[Dataset entries]
####################

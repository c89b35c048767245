//! Top-level template and fragment checks.
//!
//! Everything here operates on the raw decoded value so malformed documents
//! of any shape can be diagnosed; the typed decode only runs as a final
//! probe once no structural errors remain.

use std::collections::HashSet;

use serde_json::{Map, Value};

use crate::dsl::schema::{ActionKind, PageTemplate, TemplateFragment};
use crate::widgets::WidgetRegistry;

use super::context::ValidationContext;
use super::types::codes;
use super::widgets::check_widget_list;

const LAYOUT_TYPES: &[&str] = &["flex", "grid", "block"];
const FLEX_DIRECTIONS: &[&str] = &["row", "column", "row-reverse", "column-reverse"];

pub(crate) fn check_template(value: &Value, registry: &WidgetRegistry, ctx: &mut ValidationContext) {
    let Some(obj) = as_object_root(value, "template", ctx) else {
        return;
    };

    require_nonempty_string(obj, "id", ctx);
    require_nonempty_string(obj, "name", ctx);
    optional_string(obj, "description", ctx);
    optional_string(obj, "version", ctx);

    if let Some(layout) = obj.get("layout") {
        check_layout(layout, ctx);
    }
    if let Some(state) = obj.get("state") {
        check_state(state, ctx);
    }

    let declared_actions = match obj.get("actions") {
        Some(actions) => check_actions(actions, ctx),
        None => HashSet::new(),
    };
    if let Some(loaders) = obj.get("loaders") {
        check_loaders(loaders, ctx);
    }
    if let Some(meta) = obj.get("meta") {
        if !meta.is_object() {
            ctx.error_at("meta", codes::INVALID_TYPE, "meta must be an object");
        }
    }

    check_widgets_field(obj, registry, Some(&declared_actions), ctx);

    // Everything the raw checks missed still has to decode into the typed
    // model, otherwise a "valid" report could not produce data.
    if !ctx.has_errors() {
        if let Err(e) = serde_json::from_value::<PageTemplate>(value.clone()) {
            ctx.error(codes::INVALID_TYPE, format!("template failed to decode: {}", e));
        }
    }
}

pub(crate) fn check_fragment(value: &Value, registry: &WidgetRegistry, ctx: &mut ValidationContext) {
    let Some(obj) = as_object_root(value, "fragment", ctx) else {
        return;
    };

    require_nonempty_string(obj, "id", ctx);
    require_nonempty_string(obj, "name", ctx);
    optional_string(obj, "description", ctx);

    if let Some(props) = obj.get("props") {
        check_fragment_props(props, ctx);
    }

    check_widgets_field(obj, registry, None, ctx);

    if !ctx.has_errors() {
        if let Err(e) = serde_json::from_value::<TemplateFragment>(value.clone()) {
            ctx.error(codes::INVALID_TYPE, format!("fragment failed to decode: {}", e));
        }
    }
}

fn check_widgets_field(
    obj: &Map<String, Value>,
    registry: &WidgetRegistry,
    declared_actions: Option<&HashSet<String>>,
    ctx: &mut ValidationContext,
) {
    ctx.push("widgets");
    match obj.get("widgets") {
        None => ctx.error(codes::MISSING_FIELD, "missing required field \"widgets\""),
        Some(Value::Array(items)) => check_widget_list(items, registry, declared_actions, ctx),
        Some(other) => ctx.error(
            codes::INVALID_TYPE,
            format!("widgets must be an array, got {}", json_kind(other)),
        ),
    }
    ctx.pop();
}

fn check_layout(value: &Value, ctx: &mut ValidationContext) {
    ctx.push("layout");
    let Some(obj) = require_object(value, "layout", ctx) else {
        ctx.pop();
        return;
    };

    if let Some(t) = obj.get("type") {
        ctx.push("type");
        match t.as_str() {
            Some(s) if LAYOUT_TYPES.contains(&s) => {}
            Some(s) => ctx.error(
                codes::INVALID_LAYOUT,
                format!("unknown layout type \"{}\", expected one of flex, grid, block", s),
            ),
            None => ctx.error(codes::INVALID_LAYOUT, "layout type must be a string"),
        }
        ctx.pop();
    }

    if let Some(d) = obj.get("direction") {
        match d.as_str() {
            Some(s) if FLEX_DIRECTIONS.contains(&s) => {}
            _ => ctx.error_at(
                "direction",
                codes::INVALID_DIRECTION,
                format!("direction must be one of {}", FLEX_DIRECTIONS.join(", ")),
            ),
        }
    }

    for field in ["gap", "padding", "columns", "rows"] {
        optional_u64(obj, field, ctx);
    }
    optional_string(obj, "maxWidth", ctx);
    optional_bool(obj, "centered", ctx);
    ctx.pop();
}

fn check_state(value: &Value, ctx: &mut ValidationContext) {
    ctx.push("state");
    let Some(obj) = require_object(value, "state", ctx) else {
        ctx.pop();
        return;
    };

    if let Some(initial) = obj.get("initial") {
        ctx.push("initial");
        match initial.as_object() {
            Some(map) => {
                for key in map.keys() {
                    ctx.record_state_key(key);
                }
            }
            None => ctx.error(codes::INVALID_TYPE, "state.initial must be an object"),
        }
        ctx.pop();
    }

    if let Some(computed) = obj.get("computed") {
        ctx.push("computed");
        match computed.as_object() {
            Some(map) => {
                for (key, expr) in map {
                    if !expr.is_string() {
                        ctx.error_at(key, codes::INVALID_TYPE, "computed expression must be a string");
                    }
                }
            }
            None => ctx.error(codes::INVALID_TYPE, "state.computed must be an object"),
        }
        ctx.pop();
    }
    ctx.pop();
}

fn check_actions(value: &Value, ctx: &mut ValidationContext) -> HashSet<String> {
    let mut seen = HashSet::new();

    ctx.push("actions");
    let Some(entries) = require_array(value, "actions", ctx) else {
        ctx.pop();
        return seen;
    };

    for (i, entry) in entries.iter().enumerate() {
        ctx.push_index(i);
        let Some(obj) = require_object(entry, "action", ctx) else {
            ctx.pop();
            continue;
        };

        if let Some(id) = require_nonempty_string(obj, "id", ctx) {
            if !seen.insert(id.to_string()) {
                ctx.error_at("id", codes::DUPLICATE_ID, format!("duplicate action id \"{}\"", id));
            }
        }

        match check_action_type(obj, ctx) {
            Some(ActionKind::Navigate) => {
                require_nonempty_string(obj, "path", ctx);
            }
            Some(ActionKind::SetState) => check_state_updates(obj, ctx),
            Some(ActionKind::Api) => {
                require_nonempty_string(obj, "apiRoute", ctx);
                require_nonempty_string(obj, "method", ctx);
            }
            Some(ActionKind::Custom) => {
                require_nonempty_string(obj, "handler", ctx);
            }
            Some(ActionKind::Reload) | None => {}
        }

        optional_string(obj, "confirm", ctx);
        optional_u64(obj, "debounceMs", ctx);
        ctx.pop();
    }
    ctx.pop();
    seen
}

fn check_action_type(obj: &Map<String, Value>, ctx: &mut ValidationContext) -> Option<ActionKind> {
    ctx.push("type");
    let kind = match obj.get("type") {
        None => {
            ctx.error(codes::MISSING_FIELD, "missing required field \"type\"");
            None
        }
        Some(Value::String(s)) => {
            let kind = ActionKind::parse(s);
            if kind.is_none() {
                ctx.error(
                    codes::INVALID_ACTION,
                    format!(
                        "unknown action type \"{}\", expected one of navigate, setState, api, reload, custom",
                        s
                    ),
                );
            }
            kind
        }
        Some(_) => {
            ctx.error(codes::INVALID_TYPE, "action type must be a string");
            None
        }
    };
    ctx.pop();
    kind
}

fn check_state_updates(obj: &Map<String, Value>, ctx: &mut ValidationContext) {
    ctx.push("stateUpdates");
    match obj.get("stateUpdates") {
        None => ctx.error(codes::MISSING_FIELD, "setState requires \"stateUpdates\""),
        Some(Value::Object(updates)) => {
            // Only lint against declared keys when the author declared any;
            // templates seeding state entirely from loaders stay quiet.
            if !ctx.state_keys().is_empty() {
                let unknown: Vec<String> = updates
                    .keys()
                    .filter(|k| !ctx.state_keys().contains(k))
                    .cloned()
                    .collect();
                for key in unknown {
                    ctx.push(&key);
                    ctx.warning(
                        codes::UNKNOWN_STATE_KEY,
                        format!("setState writes \"{}\", which is not declared in state.initial", key),
                    );
                    ctx.pop();
                }
            }
        }
        Some(other) => ctx.error(
            codes::INVALID_TYPE,
            format!("stateUpdates must be an object, got {}", json_kind(other)),
        ),
    }
    ctx.pop();
}

fn check_loaders(value: &Value, ctx: &mut ValidationContext) {
    ctx.push("loaders");
    let Some(entries) = require_array(value, "loaders", ctx) else {
        ctx.pop();
        return;
    };

    let mut seen = HashSet::new();
    for (i, entry) in entries.iter().enumerate() {
        ctx.push_index(i);
        let Some(obj) = require_object(entry, "loader", ctx) else {
            ctx.pop();
            continue;
        };

        if let Some(id) = require_nonempty_string(obj, "id", ctx) {
            if !seen.insert(id.to_string()) {
                ctx.error_at("id", codes::DUPLICATE_ID, format!("duplicate loader id \"{}\"", id));
            }
        }
        require_nonempty_string(obj, "apiRoute", ctx);
        require_nonempty_string(obj, "method", ctx);
        optional_string(obj, "stateKey", ctx);
        optional_string(obj, "dataKey", ctx);

        if let Some(cache) = obj.get("cache") {
            ctx.push("cache");
            match cache.as_object() {
                Some(cache_obj) => {
                    optional_u64(cache_obj, "ttlSecs", ctx);
                    optional_string(cache_obj, "key", ctx);
                }
                None => ctx.error(codes::INVALID_TYPE, "cache must be an object"),
            }
            ctx.pop();
        }

        if let Some(polling) = obj.get("polling") {
            ctx.push("polling");
            match polling.as_object() {
                Some(polling_obj) => {
                    ctx.push("intervalMs");
                    match polling_obj.get("intervalMs") {
                        None => ctx.error(codes::MISSING_FIELD, "polling requires \"intervalMs\""),
                        Some(v) if v.as_u64().is_none() => ctx.error(
                            codes::INVALID_TYPE,
                            "\"intervalMs\" must be a non-negative integer",
                        ),
                        Some(_) => {}
                    }
                    ctx.pop();
                }
                None => ctx.error(codes::INVALID_TYPE, "polling must be an object"),
            }
            ctx.pop();
        }

        optional_bool(obj, "runOnNavigate", ctx);
        ctx.pop();
    }
    ctx.pop();
}

fn check_fragment_props(value: &Value, ctx: &mut ValidationContext) {
    ctx.push("props");
    let Some(map) = require_object(value, "props", ctx) else {
        ctx.pop();
        return;
    };

    for (name, spec) in map {
        ctx.push(name);
        match spec.as_object() {
            Some(spec_obj) => {
                optional_string(spec_obj, "type", ctx);
                optional_bool(spec_obj, "required", ctx);
            }
            None => ctx.error(codes::INVALID_TYPE, "prop spec must be an object"),
        }
        ctx.pop();
    }
    ctx.pop();
}

// ================================
// Shared value-shape helpers
// ================================

pub(crate) fn as_object_root<'a>(
    value: &'a Value,
    what: &str,
    ctx: &mut ValidationContext,
) -> Option<&'a Map<String, Value>> {
    match value {
        Value::Object(map) => Some(map),
        other => {
            ctx.error(
                codes::INVALID_ROOT,
                format!("{} must be an object, got {}", what, json_kind(other)),
            );
            None
        }
    }
}

/// Object gate for a value whose path segment is already pushed.
pub(crate) fn require_object<'a>(
    value: &'a Value,
    what: &str,
    ctx: &mut ValidationContext,
) -> Option<&'a Map<String, Value>> {
    match value.as_object() {
        Some(map) => Some(map),
        None => {
            ctx.error(
                codes::INVALID_TYPE,
                format!("{} must be an object, got {}", what, json_kind(value)),
            );
            None
        }
    }
}

/// Array gate for a value whose path segment is already pushed.
pub(crate) fn require_array<'a>(
    value: &'a Value,
    what: &str,
    ctx: &mut ValidationContext,
) -> Option<&'a [Value]> {
    match value.as_array() {
        Some(items) => Some(items.as_slice()),
        None => {
            ctx.error(
                codes::INVALID_TYPE,
                format!("{} must be an array, got {}", what, json_kind(value)),
            );
            None
        }
    }
}

/// Check a required non-empty string field; returns it when well-formed.
pub(crate) fn require_nonempty_string<'a>(
    obj: &'a Map<String, Value>,
    field: &str,
    ctx: &mut ValidationContext,
) -> Option<&'a str> {
    ctx.push(field);
    let result = match obj.get(field) {
        None => {
            ctx.error(codes::MISSING_FIELD, format!("missing required field \"{}\"", field));
            None
        }
        Some(Value::String(s)) => {
            if s.trim().is_empty() {
                ctx.error(codes::EMPTY_FIELD, format!("\"{}\" must not be empty", field));
                None
            } else {
                Some(s.as_str())
            }
        }
        Some(_) => {
            ctx.error(codes::INVALID_TYPE, format!("\"{}\" must be a string", field));
            None
        }
    };
    ctx.pop();
    result
}

pub(crate) fn optional_string(obj: &Map<String, Value>, field: &str, ctx: &mut ValidationContext) {
    if let Some(v) = obj.get(field) {
        if !v.is_string() {
            ctx.error_at(field, codes::INVALID_TYPE, format!("\"{}\" must be a string", field));
        }
    }
}

fn optional_u64(obj: &Map<String, Value>, field: &str, ctx: &mut ValidationContext) {
    if let Some(v) = obj.get(field) {
        if v.as_u64().is_none() {
            ctx.error_at(
                field,
                codes::INVALID_TYPE,
                format!("\"{}\" must be a non-negative integer", field),
            );
        }
    }
}

fn optional_bool(obj: &Map<String, Value>, field: &str, ctx: &mut ValidationContext) {
    if let Some(v) = obj.get(field) {
        if !v.is_boolean() {
            ctx.error_at(field, codes::INVALID_TYPE, format!("\"{}\" must be a boolean", field));
        }
    }
}

pub(crate) fn json_kind(value: &Value) -> &'static str {
    match value {
        Value::Null => "null",
        Value::Bool(_) => "boolean",
        Value::Number(_) => "number",
        Value::String(_) => "string",
        Value::Array(_) => "array",
        Value::Object(_) => "object",
    }
}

####################

## Your assignment:
Go through the entries and copy every line with "when".

## Your response:
            // Only lint against declared keys when the author declared any;
/// Check a required non-empty string field; returns it when well-formed.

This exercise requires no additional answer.